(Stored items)
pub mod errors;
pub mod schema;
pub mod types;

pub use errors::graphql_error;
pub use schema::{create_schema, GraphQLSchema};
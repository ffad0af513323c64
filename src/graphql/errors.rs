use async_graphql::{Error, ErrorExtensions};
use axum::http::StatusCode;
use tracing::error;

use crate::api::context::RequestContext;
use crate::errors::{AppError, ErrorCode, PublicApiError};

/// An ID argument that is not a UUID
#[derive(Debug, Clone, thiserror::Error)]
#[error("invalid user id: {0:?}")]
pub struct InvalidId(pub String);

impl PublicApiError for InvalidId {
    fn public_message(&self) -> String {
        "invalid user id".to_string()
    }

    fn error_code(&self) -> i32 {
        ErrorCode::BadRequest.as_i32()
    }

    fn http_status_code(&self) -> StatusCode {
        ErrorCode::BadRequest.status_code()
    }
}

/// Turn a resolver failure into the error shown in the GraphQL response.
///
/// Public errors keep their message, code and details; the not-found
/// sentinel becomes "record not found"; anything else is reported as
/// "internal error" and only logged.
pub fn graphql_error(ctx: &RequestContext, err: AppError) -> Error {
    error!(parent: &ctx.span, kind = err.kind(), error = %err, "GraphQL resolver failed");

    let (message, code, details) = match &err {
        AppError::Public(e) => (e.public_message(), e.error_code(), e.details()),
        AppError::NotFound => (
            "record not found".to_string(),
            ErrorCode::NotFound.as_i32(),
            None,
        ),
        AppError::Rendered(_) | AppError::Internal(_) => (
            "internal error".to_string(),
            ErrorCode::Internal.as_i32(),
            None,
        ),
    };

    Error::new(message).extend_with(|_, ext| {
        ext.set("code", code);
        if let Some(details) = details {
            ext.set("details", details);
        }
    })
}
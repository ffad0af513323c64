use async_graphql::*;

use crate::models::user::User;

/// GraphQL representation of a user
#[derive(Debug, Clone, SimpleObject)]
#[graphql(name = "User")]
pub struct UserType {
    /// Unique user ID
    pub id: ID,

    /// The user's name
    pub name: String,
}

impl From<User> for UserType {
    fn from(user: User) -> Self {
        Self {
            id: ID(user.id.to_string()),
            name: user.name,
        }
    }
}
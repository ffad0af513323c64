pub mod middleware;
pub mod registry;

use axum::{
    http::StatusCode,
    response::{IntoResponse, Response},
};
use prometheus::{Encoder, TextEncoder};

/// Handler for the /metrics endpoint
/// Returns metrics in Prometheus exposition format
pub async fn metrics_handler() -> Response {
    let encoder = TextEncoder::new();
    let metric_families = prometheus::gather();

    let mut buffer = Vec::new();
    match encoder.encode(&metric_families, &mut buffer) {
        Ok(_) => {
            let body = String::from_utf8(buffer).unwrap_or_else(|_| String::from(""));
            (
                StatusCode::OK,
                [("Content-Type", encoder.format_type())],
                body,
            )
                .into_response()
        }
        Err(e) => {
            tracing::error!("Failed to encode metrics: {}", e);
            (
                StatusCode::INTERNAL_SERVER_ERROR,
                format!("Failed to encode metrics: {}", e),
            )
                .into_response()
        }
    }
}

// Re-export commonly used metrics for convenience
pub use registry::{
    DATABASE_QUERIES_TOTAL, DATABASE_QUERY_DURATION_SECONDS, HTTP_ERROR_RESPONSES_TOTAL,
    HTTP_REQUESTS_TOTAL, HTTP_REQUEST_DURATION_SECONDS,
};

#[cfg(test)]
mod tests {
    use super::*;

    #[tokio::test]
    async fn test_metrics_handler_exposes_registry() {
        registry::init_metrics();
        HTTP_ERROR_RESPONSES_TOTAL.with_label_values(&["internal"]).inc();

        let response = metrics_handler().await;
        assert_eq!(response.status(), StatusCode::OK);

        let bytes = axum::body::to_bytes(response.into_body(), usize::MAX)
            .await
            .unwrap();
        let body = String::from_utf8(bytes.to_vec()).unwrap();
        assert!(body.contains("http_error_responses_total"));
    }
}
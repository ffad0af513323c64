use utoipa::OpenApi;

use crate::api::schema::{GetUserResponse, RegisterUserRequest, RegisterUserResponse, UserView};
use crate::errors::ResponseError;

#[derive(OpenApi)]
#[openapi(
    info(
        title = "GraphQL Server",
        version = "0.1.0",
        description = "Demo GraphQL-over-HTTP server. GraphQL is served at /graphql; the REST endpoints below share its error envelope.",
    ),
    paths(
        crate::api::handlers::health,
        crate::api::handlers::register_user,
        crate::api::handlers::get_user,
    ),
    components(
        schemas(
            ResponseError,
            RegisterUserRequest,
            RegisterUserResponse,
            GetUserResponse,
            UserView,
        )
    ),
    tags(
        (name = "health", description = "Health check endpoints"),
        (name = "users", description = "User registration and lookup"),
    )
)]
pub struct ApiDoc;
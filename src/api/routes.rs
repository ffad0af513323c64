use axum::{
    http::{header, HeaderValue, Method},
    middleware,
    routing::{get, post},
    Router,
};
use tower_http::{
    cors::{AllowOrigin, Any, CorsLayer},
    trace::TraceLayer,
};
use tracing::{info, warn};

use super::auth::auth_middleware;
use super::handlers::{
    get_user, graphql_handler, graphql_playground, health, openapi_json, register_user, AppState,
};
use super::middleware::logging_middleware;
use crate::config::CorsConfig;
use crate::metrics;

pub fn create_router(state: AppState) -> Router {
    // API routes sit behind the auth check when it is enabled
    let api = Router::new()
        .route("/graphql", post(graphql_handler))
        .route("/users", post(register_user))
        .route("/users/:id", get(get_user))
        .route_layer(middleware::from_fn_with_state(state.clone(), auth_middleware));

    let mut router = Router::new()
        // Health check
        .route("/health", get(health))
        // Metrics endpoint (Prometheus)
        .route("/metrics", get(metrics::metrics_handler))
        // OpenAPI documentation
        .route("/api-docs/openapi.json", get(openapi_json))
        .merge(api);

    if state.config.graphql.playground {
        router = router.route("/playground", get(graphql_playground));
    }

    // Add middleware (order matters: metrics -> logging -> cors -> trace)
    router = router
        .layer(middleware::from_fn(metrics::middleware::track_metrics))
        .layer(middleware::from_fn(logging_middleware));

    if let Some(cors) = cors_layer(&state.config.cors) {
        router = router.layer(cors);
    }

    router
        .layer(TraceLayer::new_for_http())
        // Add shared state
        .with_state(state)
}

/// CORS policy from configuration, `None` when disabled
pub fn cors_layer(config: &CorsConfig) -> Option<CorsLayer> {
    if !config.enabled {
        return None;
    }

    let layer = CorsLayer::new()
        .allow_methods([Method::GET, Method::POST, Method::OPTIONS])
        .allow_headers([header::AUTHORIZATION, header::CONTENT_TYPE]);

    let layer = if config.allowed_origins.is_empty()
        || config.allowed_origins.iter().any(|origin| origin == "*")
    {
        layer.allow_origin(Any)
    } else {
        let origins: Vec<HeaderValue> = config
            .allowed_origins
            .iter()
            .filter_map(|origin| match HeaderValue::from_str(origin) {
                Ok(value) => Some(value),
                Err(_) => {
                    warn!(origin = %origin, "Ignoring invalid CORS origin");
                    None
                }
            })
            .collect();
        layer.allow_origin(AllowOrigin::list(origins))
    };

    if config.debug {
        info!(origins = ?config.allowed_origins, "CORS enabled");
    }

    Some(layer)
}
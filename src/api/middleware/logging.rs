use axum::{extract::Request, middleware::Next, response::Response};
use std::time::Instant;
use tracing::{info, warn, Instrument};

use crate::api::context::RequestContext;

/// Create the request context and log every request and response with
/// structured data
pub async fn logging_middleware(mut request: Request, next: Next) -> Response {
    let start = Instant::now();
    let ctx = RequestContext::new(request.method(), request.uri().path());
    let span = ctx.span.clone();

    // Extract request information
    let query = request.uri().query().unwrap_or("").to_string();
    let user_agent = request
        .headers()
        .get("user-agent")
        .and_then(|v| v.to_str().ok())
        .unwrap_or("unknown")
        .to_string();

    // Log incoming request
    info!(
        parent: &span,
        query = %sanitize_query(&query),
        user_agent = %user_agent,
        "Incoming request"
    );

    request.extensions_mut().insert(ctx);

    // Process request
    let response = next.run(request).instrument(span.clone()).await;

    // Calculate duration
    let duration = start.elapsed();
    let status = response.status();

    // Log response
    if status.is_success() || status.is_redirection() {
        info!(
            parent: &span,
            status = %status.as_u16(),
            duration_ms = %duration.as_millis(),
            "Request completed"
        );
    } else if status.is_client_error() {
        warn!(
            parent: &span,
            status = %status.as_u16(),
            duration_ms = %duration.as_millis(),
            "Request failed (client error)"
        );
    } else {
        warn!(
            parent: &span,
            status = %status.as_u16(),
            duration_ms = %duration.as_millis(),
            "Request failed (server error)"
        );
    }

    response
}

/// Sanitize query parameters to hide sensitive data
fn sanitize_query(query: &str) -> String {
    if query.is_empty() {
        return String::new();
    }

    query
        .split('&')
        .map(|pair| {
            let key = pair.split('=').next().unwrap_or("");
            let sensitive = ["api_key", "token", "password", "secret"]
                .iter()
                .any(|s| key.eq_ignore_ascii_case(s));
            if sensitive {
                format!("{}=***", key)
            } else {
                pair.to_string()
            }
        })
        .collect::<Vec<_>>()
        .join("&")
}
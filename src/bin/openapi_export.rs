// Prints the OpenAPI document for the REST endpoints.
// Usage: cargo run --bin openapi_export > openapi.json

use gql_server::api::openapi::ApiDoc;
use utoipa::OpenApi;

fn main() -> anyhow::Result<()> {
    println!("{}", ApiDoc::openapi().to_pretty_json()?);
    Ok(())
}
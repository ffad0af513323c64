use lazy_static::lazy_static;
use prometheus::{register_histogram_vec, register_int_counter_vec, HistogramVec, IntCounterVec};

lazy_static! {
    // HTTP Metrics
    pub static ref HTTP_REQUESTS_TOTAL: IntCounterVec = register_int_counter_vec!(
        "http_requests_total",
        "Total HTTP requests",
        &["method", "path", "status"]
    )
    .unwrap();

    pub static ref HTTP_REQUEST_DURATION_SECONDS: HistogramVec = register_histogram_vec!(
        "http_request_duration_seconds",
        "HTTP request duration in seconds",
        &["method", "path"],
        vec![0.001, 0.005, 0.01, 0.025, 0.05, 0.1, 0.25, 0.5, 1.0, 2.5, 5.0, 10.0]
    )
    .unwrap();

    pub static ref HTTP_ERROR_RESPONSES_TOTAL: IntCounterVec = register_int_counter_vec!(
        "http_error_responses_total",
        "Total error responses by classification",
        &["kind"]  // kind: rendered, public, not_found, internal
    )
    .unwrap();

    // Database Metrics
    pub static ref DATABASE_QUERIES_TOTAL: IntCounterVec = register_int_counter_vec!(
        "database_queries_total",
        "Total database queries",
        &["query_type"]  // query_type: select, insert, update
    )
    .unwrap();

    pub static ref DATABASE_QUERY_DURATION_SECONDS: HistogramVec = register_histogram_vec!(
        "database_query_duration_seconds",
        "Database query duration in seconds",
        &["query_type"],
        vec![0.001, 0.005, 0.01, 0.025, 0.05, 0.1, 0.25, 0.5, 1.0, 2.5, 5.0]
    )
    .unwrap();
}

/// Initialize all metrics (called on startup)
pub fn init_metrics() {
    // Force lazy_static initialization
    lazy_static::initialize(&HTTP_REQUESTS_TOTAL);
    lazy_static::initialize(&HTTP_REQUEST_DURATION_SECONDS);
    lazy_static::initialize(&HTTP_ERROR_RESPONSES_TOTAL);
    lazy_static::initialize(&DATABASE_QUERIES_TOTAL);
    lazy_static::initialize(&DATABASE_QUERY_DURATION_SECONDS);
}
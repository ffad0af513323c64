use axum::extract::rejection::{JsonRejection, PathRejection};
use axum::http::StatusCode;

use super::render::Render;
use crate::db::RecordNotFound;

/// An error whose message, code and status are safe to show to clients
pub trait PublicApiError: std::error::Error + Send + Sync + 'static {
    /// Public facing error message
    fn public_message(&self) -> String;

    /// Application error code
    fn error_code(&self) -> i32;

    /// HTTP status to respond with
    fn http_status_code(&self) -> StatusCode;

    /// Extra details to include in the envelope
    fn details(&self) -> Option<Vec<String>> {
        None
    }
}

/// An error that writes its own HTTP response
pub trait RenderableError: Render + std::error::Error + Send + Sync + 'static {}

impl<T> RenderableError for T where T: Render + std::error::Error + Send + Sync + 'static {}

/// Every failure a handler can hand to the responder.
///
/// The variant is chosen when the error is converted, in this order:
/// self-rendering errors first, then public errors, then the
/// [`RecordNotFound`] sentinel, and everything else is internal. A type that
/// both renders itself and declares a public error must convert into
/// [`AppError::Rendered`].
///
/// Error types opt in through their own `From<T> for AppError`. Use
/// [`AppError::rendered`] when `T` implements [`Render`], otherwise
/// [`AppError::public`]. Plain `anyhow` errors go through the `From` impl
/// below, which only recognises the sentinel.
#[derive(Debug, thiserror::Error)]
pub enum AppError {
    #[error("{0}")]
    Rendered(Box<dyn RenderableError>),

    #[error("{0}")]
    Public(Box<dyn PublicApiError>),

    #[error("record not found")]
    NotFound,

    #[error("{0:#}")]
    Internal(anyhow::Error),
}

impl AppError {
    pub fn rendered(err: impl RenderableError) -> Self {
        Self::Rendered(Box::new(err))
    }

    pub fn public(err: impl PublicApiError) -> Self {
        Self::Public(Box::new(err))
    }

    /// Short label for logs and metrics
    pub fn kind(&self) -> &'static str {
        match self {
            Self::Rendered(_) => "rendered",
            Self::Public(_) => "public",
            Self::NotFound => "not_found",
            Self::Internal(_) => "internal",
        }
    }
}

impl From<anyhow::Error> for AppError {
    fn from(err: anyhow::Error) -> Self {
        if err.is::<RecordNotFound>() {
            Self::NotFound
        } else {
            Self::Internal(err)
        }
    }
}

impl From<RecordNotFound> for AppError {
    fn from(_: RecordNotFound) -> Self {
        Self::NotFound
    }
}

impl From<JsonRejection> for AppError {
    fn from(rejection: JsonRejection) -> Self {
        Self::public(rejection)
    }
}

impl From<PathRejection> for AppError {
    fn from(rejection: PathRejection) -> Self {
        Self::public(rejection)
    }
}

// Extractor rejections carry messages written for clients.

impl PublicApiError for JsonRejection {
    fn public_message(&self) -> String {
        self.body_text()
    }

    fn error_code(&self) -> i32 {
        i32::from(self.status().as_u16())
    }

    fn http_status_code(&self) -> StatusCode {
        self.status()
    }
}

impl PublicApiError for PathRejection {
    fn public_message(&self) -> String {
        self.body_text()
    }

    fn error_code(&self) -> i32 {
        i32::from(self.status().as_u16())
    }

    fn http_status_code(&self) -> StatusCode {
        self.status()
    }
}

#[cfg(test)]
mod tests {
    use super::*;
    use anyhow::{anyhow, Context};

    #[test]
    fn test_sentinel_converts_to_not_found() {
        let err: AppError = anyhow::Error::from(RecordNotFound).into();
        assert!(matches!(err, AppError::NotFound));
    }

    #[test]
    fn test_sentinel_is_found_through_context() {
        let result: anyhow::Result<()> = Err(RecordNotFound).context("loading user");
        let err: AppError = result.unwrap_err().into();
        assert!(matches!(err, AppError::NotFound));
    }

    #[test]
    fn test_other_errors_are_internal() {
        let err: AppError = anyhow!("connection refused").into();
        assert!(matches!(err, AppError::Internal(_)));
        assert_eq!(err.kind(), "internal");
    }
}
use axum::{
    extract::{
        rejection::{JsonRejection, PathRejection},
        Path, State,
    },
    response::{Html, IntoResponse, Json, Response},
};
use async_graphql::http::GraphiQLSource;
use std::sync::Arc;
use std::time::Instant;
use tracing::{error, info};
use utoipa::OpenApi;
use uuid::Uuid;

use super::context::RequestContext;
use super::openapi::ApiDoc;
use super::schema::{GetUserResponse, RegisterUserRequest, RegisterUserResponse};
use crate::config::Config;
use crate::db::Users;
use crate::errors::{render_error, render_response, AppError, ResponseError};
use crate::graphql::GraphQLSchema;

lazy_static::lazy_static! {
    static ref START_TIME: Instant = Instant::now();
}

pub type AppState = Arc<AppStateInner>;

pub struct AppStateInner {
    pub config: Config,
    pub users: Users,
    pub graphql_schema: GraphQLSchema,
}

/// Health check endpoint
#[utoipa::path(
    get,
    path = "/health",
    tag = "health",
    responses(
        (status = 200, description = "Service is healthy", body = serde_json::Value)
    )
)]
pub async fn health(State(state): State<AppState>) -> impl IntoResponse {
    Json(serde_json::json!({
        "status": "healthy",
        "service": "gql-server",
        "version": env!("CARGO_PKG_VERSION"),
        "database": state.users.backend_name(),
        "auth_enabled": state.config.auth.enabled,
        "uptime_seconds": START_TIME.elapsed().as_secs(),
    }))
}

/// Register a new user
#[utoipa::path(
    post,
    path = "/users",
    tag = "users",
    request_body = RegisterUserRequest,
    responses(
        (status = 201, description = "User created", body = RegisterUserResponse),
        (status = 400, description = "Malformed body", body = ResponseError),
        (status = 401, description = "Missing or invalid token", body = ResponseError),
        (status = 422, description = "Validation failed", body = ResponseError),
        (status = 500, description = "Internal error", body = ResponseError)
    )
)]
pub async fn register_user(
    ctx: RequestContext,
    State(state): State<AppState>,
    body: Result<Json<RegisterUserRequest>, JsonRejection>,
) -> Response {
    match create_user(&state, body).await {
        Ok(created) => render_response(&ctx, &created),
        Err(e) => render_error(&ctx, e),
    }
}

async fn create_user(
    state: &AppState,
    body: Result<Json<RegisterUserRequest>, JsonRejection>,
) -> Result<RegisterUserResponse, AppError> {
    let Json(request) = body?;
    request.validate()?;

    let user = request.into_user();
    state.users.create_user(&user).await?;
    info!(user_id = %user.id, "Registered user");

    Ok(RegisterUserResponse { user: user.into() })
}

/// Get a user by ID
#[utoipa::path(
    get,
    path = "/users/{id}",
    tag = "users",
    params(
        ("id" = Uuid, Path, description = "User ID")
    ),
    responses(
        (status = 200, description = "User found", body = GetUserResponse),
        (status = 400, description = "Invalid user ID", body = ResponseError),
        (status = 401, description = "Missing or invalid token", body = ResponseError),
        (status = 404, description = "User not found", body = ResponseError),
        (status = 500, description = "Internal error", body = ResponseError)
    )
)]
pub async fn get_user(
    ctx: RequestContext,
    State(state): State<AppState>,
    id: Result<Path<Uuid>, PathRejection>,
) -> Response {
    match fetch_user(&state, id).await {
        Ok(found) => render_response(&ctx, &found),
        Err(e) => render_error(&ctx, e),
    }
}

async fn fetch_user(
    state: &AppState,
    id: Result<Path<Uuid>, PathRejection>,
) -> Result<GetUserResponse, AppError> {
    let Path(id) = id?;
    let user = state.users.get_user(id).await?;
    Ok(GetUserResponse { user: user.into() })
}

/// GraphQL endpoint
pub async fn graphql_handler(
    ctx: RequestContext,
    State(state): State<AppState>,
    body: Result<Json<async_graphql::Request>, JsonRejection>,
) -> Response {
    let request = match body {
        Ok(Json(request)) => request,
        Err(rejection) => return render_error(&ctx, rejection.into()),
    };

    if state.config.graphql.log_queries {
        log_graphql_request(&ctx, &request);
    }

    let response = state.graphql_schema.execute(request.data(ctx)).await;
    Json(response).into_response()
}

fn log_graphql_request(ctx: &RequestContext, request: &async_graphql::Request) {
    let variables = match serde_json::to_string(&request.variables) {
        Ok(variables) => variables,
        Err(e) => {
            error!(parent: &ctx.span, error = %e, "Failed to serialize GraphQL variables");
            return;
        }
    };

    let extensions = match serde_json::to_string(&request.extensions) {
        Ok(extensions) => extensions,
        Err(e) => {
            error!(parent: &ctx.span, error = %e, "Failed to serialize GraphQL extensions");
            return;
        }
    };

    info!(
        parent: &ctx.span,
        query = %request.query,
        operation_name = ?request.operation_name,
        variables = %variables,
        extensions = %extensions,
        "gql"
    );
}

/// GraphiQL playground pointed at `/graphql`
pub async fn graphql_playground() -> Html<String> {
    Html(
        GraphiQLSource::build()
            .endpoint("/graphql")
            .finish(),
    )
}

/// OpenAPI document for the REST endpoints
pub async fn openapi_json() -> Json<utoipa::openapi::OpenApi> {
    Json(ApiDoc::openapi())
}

▶ **What is expected**: Filter the entries above down to the lines that hold the word "anyhow", and copy those lines.

▶ **Answer for the task**:
fn main() -> anyhow::Result<()> {
/// [`AppError::public`]. Plain `anyhow` errors go through the `From` impl
    Internal(anyhow::Error),
impl From<anyhow::Error> for AppError {
    fn from(err: anyhow::Error) -> Self {
    use anyhow::{anyhow, Context};
        let err: AppError = anyhow::Error::from(RecordNotFound).into();
        let result: anyhow::Result<()> = Err(RecordNotFound).context("loading user");
        let err: AppError = anyhow!("connection refused").into();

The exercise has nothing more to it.